Symbolism of the Estate
The idea that the estate is associated with an ideal, prelapsarian existence before its catastrophic fall is found in Bianchon’s idealization of its “garden”—an obvious archetypal reference to the biblical garden of Eden—to which he is unusually attracted but from which he is excluded by Régnault and the power of law. Moreover, the narrator asks himself a series of questions about the estate’s ruined condition that suggest a more universal and allegorical catastrophic event: “What celestial fire swept through here? Did somebody insult God there? Did somebody betray France? That is what we are wondering.” These questions, of course, are never directly answered; they serve as an interpretive context through which the reader must filter the text’s symbolic evidence.

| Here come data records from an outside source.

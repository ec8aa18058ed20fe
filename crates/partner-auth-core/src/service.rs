//! Auth session orchestrator - login, refresh rotation and logout

use std::sync::Arc;

use partner_db::{DbError, RefreshTokenRepository, UserRepository};
use partner_types::{Principal, TokenPair, TokenUse, User, UserId};
use tracing::{Instrument, Span};

use crate::{
    bypass::{VerificationStrategy, BYPASS_USER_ID},
    codec::ClaimsCodec,
    config::{AuthConfig, AuthConfigError},
    federated::FederatedVerifier,
    identity::IdentityResolver,
    issuer::SessionIssuer,
    registry::RefreshTokenRegistry,
    AuthError, RegistryError, TokenError,
};

/// Result of a successful login
#[derive(Debug, Clone)]
pub struct LoginOutcome {
    pub tokens: TokenPair,
    pub user: User,
}

/// Session lifecycle coordinator
///
/// The only component that touches more than one collaborator per call:
/// - Login: federated verification, identity resolution, pair issuance
/// - Refresh: codec verification, atomic consume of the presented token,
///   ownership check, issuance of the successor pair
/// - Logout: registry delete
///
/// Every call is terminal on failure; nothing is retried.
pub struct AuthSessionOrchestrator<U: UserRepository, R: RefreshTokenRepository> {
    verifier: Arc<dyn FederatedVerifier>,
    identities: IdentityResolver<U>,
    codec: Arc<ClaimsCodec>,
    registry: RefreshTokenRegistry<R>,
    issuer: SessionIssuer<R>,
    strategy: VerificationStrategy,
    span: Span,
}

impl<U: UserRepository, R: RefreshTokenRepository> AuthSessionOrchestrator<U, R> {
    /// Create a new orchestrator.
    ///
    /// `span` parents every operation span this orchestrator opens.
    pub fn new(
        config: AuthConfig,
        verifier: Arc<dyn FederatedVerifier>,
        user_repo: Arc<U>,
        token_repo: Arc<R>,
        span: Span,
    ) -> Result<Self, AuthConfigError> {
        config.validate()?;

        let codec = Arc::new(ClaimsCodec::new(&config.signing_secret)?);
        let registry = RefreshTokenRegistry::new(token_repo);
        let issuer = SessionIssuer::from_config(&config, Arc::clone(&codec), registry.clone())?;

        Ok(Self {
            verifier,
            identities: IdentityResolver::new(user_repo),
            codec,
            registry,
            issuer,
            strategy: VerificationStrategy::from_config(&config),
            span,
        })
    }

    // =========================================================================
    // Login
    // =========================================================================

    /// Exchange a federated token for a session pair
    pub async fn login(&self, federated_token: &str) -> Result<LoginOutcome, AuthError> {
        let span = tracing::info_span!(parent: &self.span, "login");
        let result = self.login_inner(federated_token).instrument(span).await;
        record_outcome("auth_login_total", &result);
        result
    }

    async fn login_inner(&self, federated_token: &str) -> Result<LoginOutcome, AuthError> {
        if let Some(bypass) = self.strategy.bypass() {
            if bypass.is_login_credential(federated_token) {
                tracing::info!("Login with bypass credential");
                return Ok(LoginOutcome {
                    tokens: bypass.session(),
                    user: bypass.user(),
                });
            }
        }

        let claims = self.verifier.verify(federated_token).await.map_err(|e| {
            tracing::warn!(error = %e, "Federated token rejected");
            AuthError::InvalidFederatedToken(e)
        })?;

        let email = claims
            .email
            .filter(|email| !email.is_empty())
            .ok_or_else(|| {
                tracing::warn!(uid = %claims.uid, "Federated claims carry no email");
                AuthError::EmailMissing
            })?;
        let name = claims
            .name
            .filter(|name| !name.is_empty())
            .unwrap_or_else(|| email.clone());

        let user = self
            .identities
            .resolve_or_create(&email, &name)
            .await
            .map_err(|e| {
                tracing::error!(error = %e, "Identity resolution failed");
                AuthError::IdentityResolutionFailed(e)
            })?;

        let session = self.issuer.issue_pair(user.id, &email).await.map_err(|e| {
            tracing::error!(user_id = %user.id, error = %e, "Session issuance failed");
            AuthError::TokenIssuanceFailed(e)
        })?;

        tracing::info!(user_id = %user.id, "Login succeeded");
        Ok(LoginOutcome {
            tokens: session.into_token_pair(),
            user,
        })
    }

    // =========================================================================
    // Refresh
    // =========================================================================

    /// Rotate a refresh token into a new pair.
    ///
    /// The presented token is consumed before the successor is minted. If
    /// issuance fails or the call is cancelled after the consume, the caller
    /// holds no live refresh token and must log in again.
    pub async fn refresh(&self, refresh_token: &str) -> Result<TokenPair, AuthError> {
        let span = tracing::info_span!(parent: &self.span, "refresh");
        let result = self.refresh_inner(refresh_token).instrument(span).await;
        record_outcome("auth_refresh_total", &result);
        result
    }

    async fn refresh_inner(&self, refresh_token: &str) -> Result<TokenPair, AuthError> {
        if let Some(bypass) = self.strategy.bypass() {
            if bypass.is_refresh_credential(refresh_token) {
                tracing::info!("Refresh with bypass credential");
                return Ok(bypass.session());
            }
        }

        let claims = self
            .codec
            .verify_as(refresh_token, TokenUse::Refresh)
            .map_err(|e| {
                tracing::warn!(error = %e, "Refresh token failed verification");
                AuthError::InvalidRefreshToken(e)
            })?;
        let subject = claims
            .user_id()
            .ok_or(AuthError::InvalidRefreshToken(TokenError::Malformed))?;

        let owner = match self.registry.consume(refresh_token).await {
            Ok(owner) => owner,
            Err(RegistryError::NotFound) => {
                tracing::warn!(user_id = %subject, "Refresh token not registered");
                return Err(AuthError::RefreshTokenNotFound);
            }
            Err(e) => {
                tracing::error!(user_id = %subject, error = %e, "Failed to consume refresh token");
                return Err(AuthError::RevocationFailed(e));
            }
        };

        if owner != subject {
            tracing::warn!(
                user_id = %subject,
                registered_owner = %owner,
                "Refresh token owner mismatch"
            );
            return Err(AuthError::OwnershipMismatch);
        }

        let session = self
            .issuer
            .issue_pair(subject, &claims.email)
            .await
            .map_err(|e| {
                tracing::error!(user_id = %subject, error = %e, "Successor issuance failed");
                AuthError::TokenIssuanceFailed(e)
            })?;

        tracing::info!(user_id = %subject, "Refresh token rotated");
        Ok(session.into_token_pair())
    }

    // =========================================================================
    // Logout
    // =========================================================================

    /// Revoke a refresh token. Unknown tokens succeed.
    pub async fn logout(&self, refresh_token: &str) -> Result<(), AuthError> {
        let span = tracing::info_span!(parent: &self.span, "logout");
        let result = async {
            self.registry.delete(refresh_token).await.map_err(|e| {
                tracing::error!(error = %e, "Failed to delete refresh token");
                AuthError::LogoutFailed(e)
            })
        }
        .instrument(span)
        .await;
        record_outcome("auth_logout_total", &result);
        result
    }

    // =========================================================================
    // Request authentication
    // =========================================================================

    /// Resolve the principal behind a bearer access token.
    ///
    /// Signature and expiry only; access tokens are not tracked.
    pub fn authenticate(&self, access_token: &str) -> Result<Principal, AuthError> {
        if let Some(bypass) = self.strategy.bypass() {
            if bypass.is_access_credential(access_token) {
                return Ok(bypass.principal());
            }
        }

        let claims = self
            .codec
            .verify_as(access_token, TokenUse::Access)
            .map_err(AuthError::InvalidAccessToken)?;
        let user_id = claims
            .user_id()
            .ok_or(AuthError::InvalidAccessToken(TokenError::Malformed))?;

        Ok(Principal {
            user_id,
            email: claims.email,
        })
    }

    /// Load the profile of an authenticated user
    pub async fn user(&self, id: UserId) -> Result<Option<User>, DbError> {
        if let Some(bypass) = self.strategy.bypass() {
            if id.0 == BYPASS_USER_ID {
                return Ok(Some(bypass.user()));
            }
        }
        self.identities.find(id).await
    }

    /// Sweep refresh token records whose TTL elapsed
    pub async fn purge_expired_refresh_tokens(&self) -> Result<u64, RegistryError> {
        let purged = self.registry.purge_expired().await?;
        if purged > 0 {
            tracing::info!(purged, "Purged expired refresh tokens");
        }
        Ok(purged)
    }
}

impl<U: UserRepository, R: RefreshTokenRepository> std::fmt::Debug
    for AuthSessionOrchestrator<U, R>
{
    fn fmt(&self, f: &mut std::fmt::Formatter<'_>) -> std::fmt::Result {
        f.debug_struct("AuthSessionOrchestrator")
            .field("strategy", &self.strategy)
            .field("issuer", &self.issuer)
            .finish_non_exhaustive()
    }
}

fn record_outcome<T>(counter: &'static str, result: &Result<T, AuthError>) {
    let outcome = match result {
        Ok(_) => "success",
        Err(e) => e.error_code(),
    };
    metrics::counter!(counter, "outcome" => outcome).increment(1);
}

Allegorical Faithfulness and Betrayal
At the surface level, it is Mrs. de Merret who appears adulterous and thus unfaithful to her cultural heritage; at the allegorical level, however, one can see that her undying love for the Spaniard actually signals her unwillingness to renounce her devotion to the Old Regime ideals. It is significant that the Spaniard is described as a devout Christian and that he gives Mrs. de Merret the crucifix that is found in her hands at her death. It is also significant that Mrs. de Merret’s room was decorated in the Old Regime style, that on her nightstand lay a book entitled The Imitation of Jesus Christ, and that her dying words make direct reference to God. These symbolic details suggest that Mrs. de Merret could not shift her emotional allegiance from the old society to the new. Ironically, it is Mr. de Merret who is unfaithful from an allegorical point of view because he cannot tolerate his wife’s continued devotion to the ideals of the Old Regime and Christianity. To break his wife’s will to believe, he must physically separate her from the object of her faith and love by encrypting him behind bricks. He then mocks his wife’s contradictory behavior by reminding her that her agony is useless since, by her own testimony, the object she mourns never really existed.